Mais venons à d’autres points. Quelle façon de vivre, dites-moi, est la vôtre ? Le dérèglement de vos habitudes est inexprimable. Avez-vous donc pris à tâche de changer le cours naturel du temps ? Vous faites des nuits les jours, et des jours les nuits ! Il n’y a point d’heures pour vous. Vous vous couchez le matin et vous vous levez à la sieste. Les momens de vos repas sont incertains et désordonnés comme ceux de votre sommeil et de vos veilles.
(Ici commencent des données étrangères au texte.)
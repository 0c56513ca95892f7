//! Owner-reference helpers. `spec.md` §3 "Plan ownership" requires an
//! InstallPlan to be owned *non-blocking* by every Subscription that
//! caused it (1-to-many over an object's lifetime), unlike the teacher's
//! single blocking `controller_owner_ref` (`storage_operator::shards::
//! actions::pod_resource`) used for exactly-one-controller ownership
//! (Pod owned by its Cluster).

use k8s_openapi::apimachinery::pkg::apis::meta::v1::OwnerReference;
use kube::{Resource, api::ObjectMeta};

/// Builds a non-blocking owner reference: multiple objects may hold one
/// of these against the same owned object without either being "the"
/// controller, and deleting the owned object is never gated on any of
/// them finishing first.
pub fn non_blocking_owner_ref<K>(owner: &K) -> Option<OwnerReference>
where
    K: Resource<DynamicType = ()>,
{
    let meta = owner.meta();
    Some(OwnerReference {
        api_version: K::api_version(&()).to_string(),
        kind: K::kind(&()).to_string(),
        name: meta.name.clone()?,
        uid: meta.uid.clone()?,
        controller: Some(false),
        block_owner_deletion: Some(false),
    })
}

/// Adds `owner_ref` to `meta.owner_references` unless an owner reference
/// with the same `(kind, name)` is already present.
pub fn add_owner_if_missing(meta: &mut ObjectMeta, owner_ref: OwnerReference) {
    let refs = meta.owner_references.get_or_insert_with(Vec::new);
    let already_owner = refs.iter().any(|r| r.kind == owner_ref.kind && r.name == owner_ref.name);
    if !already_owner {
        refs.push(owner_ref);
    }
}

/// True when `meta.owner_references` contains a reference of the given
/// kind and name.
pub fn has_owner(meta: &ObjectMeta, kind: &str, name: &str) -> bool {
    meta.owner_references
        .as_ref()
        .is_some_and(|refs| refs.iter().any(|r| r.kind == kind && r.name == name))
}

#[cfg(test)]
mod tests {
    use super::*;

    #[test]
    fn add_owner_if_missing_is_idempotent() {
        let mut meta = ObjectMeta::default();
        let owner_ref = OwnerReference {
            api_version: "operators.example/v1alpha1".into(),
            kind: "Subscription".into(),
            name: "my-sub".into(),
            uid: "uid-1".into(),
            controller: Some(false),
            block_owner_deletion: Some(false),
        };
        add_owner_if_missing(&mut meta, owner_ref.clone());
        add_owner_if_missing(&mut meta, owner_ref);
        assert_eq!(meta.owner_references.unwrap().len(), 1);
    }

    #[test]
    fn has_owner_checks_kind_and_name() {
        let mut meta = ObjectMeta::default();
        assert!(!has_owner(&meta, "Subscription", "my-sub"));
        add_owner_if_missing(
            &mut meta,
            OwnerReference {
                api_version: "operators.example/v1alpha1".into(),
                kind: "Subscription".into(),
                name: "my-sub".into(),
                uid: "uid-1".into(),
                controller: Some(false),
                block_owner_deletion: Some(false),
            },
        );
        assert!(has_owner(&meta, "Subscription", "my-sub"));
        assert!(!has_owner(&meta, "Subscription", "other-sub"));
    }
}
Les livres, si vous les prenez, c’est justement lorsque vous sortez de table, c’est-à-dire lorsque l’étude est pernicieuse et tenue pour poison par les sages eux-mêmes. Enfin, il n’est pas une de vos actions qui ne soit hors de saison et de place. Vous avez disposé votre vie au rebours de celle de tous les autres. Vous ne gardez d’ordre ni de mesure en rien. Or, sans parler du préjudice qu’une telle conduite apporte aux intérêts et aux affaires, quelle santé robuste n’en serait atteinte et altérée ?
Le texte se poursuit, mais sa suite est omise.